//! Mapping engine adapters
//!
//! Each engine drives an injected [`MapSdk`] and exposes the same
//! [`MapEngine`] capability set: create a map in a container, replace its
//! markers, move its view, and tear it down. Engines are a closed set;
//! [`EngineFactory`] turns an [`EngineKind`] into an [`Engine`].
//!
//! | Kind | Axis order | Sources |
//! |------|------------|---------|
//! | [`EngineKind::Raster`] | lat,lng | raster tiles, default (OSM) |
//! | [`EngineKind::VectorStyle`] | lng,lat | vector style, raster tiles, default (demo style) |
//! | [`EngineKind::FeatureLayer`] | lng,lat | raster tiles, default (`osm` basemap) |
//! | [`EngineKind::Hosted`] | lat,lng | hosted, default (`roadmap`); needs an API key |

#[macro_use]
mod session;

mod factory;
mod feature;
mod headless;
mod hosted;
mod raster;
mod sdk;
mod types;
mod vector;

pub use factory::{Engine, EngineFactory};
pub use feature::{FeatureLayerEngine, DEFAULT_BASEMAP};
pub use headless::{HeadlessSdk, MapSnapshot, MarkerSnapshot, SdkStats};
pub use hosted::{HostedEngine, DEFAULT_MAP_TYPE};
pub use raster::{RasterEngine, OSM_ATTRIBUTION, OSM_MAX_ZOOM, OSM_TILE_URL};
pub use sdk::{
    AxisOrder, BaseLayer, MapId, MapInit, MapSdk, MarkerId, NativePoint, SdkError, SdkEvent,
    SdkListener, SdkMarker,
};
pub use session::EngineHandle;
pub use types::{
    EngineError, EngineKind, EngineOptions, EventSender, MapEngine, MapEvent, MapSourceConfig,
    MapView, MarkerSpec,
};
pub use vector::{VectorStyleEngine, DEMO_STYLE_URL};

=-=-=-=-=

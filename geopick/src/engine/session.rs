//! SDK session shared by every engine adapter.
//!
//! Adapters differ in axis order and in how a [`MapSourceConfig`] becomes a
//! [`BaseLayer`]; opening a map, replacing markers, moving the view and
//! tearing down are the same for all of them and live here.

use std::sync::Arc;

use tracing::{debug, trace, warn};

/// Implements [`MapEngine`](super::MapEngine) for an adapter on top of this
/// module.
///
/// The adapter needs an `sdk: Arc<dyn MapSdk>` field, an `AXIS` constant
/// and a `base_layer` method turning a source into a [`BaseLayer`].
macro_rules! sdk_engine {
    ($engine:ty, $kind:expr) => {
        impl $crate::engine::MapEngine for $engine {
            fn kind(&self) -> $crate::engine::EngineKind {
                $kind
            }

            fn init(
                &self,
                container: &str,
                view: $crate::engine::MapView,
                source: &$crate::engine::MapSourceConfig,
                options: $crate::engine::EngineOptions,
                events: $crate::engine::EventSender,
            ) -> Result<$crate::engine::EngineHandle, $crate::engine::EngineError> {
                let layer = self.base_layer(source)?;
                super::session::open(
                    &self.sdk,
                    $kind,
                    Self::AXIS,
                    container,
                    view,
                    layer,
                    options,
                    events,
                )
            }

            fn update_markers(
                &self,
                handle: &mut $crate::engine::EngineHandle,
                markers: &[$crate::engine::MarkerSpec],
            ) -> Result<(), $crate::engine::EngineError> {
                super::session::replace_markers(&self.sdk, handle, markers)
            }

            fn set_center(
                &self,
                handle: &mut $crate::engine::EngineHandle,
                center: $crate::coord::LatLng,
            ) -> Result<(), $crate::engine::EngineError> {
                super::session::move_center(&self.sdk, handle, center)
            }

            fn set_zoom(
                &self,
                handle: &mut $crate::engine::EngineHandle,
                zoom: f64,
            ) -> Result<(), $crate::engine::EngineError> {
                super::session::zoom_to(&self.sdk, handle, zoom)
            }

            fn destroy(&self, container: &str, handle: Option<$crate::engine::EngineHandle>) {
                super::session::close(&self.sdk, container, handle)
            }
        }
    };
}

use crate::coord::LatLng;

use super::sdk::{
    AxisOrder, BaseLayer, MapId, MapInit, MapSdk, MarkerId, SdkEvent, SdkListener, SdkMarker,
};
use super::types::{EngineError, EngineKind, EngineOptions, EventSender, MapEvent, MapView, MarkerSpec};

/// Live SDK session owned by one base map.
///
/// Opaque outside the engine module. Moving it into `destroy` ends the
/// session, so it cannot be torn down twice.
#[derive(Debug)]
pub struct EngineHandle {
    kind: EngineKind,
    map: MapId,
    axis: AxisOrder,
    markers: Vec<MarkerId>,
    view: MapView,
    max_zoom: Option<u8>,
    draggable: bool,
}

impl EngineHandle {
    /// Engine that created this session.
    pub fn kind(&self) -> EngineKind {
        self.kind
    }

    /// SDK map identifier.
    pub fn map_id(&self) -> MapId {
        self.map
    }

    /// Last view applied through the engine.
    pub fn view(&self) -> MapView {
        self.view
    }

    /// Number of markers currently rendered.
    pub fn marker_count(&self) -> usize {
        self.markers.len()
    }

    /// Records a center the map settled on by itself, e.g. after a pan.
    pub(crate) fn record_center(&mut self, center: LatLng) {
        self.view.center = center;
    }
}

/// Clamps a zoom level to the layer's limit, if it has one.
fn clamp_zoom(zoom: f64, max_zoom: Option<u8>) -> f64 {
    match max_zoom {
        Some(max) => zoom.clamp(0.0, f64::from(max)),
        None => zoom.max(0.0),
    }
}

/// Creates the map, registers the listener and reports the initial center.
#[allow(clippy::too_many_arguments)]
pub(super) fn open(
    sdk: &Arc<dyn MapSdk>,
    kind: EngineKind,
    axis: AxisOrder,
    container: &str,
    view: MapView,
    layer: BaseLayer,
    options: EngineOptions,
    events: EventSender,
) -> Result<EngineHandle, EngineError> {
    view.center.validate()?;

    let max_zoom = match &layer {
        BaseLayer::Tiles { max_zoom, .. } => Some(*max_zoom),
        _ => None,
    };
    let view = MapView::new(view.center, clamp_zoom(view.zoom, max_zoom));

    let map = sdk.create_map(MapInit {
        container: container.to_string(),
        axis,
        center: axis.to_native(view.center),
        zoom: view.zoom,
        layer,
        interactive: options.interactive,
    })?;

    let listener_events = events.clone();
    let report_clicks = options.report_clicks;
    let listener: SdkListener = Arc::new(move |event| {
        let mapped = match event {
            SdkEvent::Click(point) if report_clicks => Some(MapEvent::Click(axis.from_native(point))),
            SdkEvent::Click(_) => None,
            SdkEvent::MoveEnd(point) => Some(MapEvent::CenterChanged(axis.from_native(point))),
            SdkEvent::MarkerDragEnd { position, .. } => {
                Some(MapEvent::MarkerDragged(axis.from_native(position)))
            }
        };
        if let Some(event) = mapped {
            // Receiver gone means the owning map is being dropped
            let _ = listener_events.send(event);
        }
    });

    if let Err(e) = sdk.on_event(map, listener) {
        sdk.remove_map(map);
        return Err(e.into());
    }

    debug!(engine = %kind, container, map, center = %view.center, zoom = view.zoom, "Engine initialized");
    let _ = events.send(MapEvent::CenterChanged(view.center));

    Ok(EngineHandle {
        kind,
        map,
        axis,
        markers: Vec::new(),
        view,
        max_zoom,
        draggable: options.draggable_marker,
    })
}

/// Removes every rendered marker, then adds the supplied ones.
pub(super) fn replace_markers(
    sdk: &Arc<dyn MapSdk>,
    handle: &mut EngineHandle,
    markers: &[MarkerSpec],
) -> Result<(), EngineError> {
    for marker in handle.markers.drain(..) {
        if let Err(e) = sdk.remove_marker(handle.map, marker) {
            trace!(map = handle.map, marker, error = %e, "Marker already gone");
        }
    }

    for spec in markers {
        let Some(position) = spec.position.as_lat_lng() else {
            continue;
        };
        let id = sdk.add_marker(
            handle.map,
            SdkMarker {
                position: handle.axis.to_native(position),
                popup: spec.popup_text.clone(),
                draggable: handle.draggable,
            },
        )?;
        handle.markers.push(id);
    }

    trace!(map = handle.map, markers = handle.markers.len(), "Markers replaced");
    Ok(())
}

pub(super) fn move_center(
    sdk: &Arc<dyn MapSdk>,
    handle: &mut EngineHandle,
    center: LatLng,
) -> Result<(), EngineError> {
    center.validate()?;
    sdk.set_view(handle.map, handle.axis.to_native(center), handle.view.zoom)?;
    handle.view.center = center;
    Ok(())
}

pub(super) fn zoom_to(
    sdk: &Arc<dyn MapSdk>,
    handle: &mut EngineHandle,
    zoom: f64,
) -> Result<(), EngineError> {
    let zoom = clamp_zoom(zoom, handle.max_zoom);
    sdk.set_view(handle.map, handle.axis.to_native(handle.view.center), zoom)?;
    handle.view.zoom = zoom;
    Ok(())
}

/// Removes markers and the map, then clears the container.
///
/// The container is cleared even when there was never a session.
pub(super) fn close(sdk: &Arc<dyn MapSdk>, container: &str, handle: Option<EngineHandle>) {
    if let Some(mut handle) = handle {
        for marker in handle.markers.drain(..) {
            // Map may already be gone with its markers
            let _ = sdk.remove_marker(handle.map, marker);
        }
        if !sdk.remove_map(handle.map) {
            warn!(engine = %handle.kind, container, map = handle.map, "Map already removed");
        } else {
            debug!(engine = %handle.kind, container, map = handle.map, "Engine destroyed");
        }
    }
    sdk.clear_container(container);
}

=-=-=-=-=

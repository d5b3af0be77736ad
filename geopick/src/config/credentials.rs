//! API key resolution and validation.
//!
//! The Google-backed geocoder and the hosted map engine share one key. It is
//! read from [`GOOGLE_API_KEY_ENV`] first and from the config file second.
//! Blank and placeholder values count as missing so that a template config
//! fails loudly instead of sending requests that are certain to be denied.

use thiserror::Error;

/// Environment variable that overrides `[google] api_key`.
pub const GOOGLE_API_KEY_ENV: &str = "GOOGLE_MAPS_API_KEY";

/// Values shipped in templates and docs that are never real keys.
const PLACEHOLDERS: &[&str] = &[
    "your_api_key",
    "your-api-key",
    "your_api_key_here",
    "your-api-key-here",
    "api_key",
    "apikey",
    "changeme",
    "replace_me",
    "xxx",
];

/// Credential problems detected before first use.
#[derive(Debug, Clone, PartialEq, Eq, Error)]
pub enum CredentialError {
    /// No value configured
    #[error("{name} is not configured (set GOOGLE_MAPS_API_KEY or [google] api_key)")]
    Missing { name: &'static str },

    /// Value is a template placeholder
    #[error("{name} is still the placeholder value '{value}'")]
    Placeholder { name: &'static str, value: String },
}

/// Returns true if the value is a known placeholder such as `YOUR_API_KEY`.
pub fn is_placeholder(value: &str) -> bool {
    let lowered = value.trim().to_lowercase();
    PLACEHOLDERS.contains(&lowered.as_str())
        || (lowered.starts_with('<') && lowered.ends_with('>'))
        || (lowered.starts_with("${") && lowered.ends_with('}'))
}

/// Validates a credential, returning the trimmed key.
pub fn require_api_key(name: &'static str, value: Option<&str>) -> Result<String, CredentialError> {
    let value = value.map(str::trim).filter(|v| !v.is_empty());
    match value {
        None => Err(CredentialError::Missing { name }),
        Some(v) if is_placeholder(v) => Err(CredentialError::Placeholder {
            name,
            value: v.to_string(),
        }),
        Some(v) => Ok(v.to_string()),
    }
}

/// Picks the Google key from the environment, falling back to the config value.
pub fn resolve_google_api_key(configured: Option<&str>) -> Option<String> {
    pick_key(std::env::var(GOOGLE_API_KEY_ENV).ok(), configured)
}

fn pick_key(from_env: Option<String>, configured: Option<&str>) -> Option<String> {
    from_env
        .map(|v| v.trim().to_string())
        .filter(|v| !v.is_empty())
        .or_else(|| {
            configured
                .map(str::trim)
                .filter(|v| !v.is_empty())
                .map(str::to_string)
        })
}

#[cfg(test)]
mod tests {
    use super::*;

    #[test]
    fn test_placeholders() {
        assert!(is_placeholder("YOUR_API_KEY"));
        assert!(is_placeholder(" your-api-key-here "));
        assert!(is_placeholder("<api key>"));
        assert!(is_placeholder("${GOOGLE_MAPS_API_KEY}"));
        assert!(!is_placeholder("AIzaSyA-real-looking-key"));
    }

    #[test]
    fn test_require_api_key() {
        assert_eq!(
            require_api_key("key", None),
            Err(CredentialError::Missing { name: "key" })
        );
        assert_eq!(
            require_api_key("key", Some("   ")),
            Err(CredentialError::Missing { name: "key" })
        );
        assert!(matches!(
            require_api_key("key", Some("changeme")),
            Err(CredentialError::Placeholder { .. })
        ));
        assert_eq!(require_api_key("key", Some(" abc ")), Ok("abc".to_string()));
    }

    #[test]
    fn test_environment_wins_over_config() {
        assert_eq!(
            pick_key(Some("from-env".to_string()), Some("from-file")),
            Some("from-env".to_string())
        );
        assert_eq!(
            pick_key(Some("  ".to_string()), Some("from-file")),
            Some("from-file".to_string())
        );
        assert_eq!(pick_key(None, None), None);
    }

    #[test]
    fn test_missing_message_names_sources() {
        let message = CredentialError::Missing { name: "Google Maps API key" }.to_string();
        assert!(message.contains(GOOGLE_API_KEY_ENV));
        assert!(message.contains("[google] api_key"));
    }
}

=-=-=-=-=

--- Exercise directions ---
Pull every line containing "draggable" out of the records.

--- Your solution ---
    draggable: bool,
        draggable: options.draggable_marker,
                draggable: handle.draggable,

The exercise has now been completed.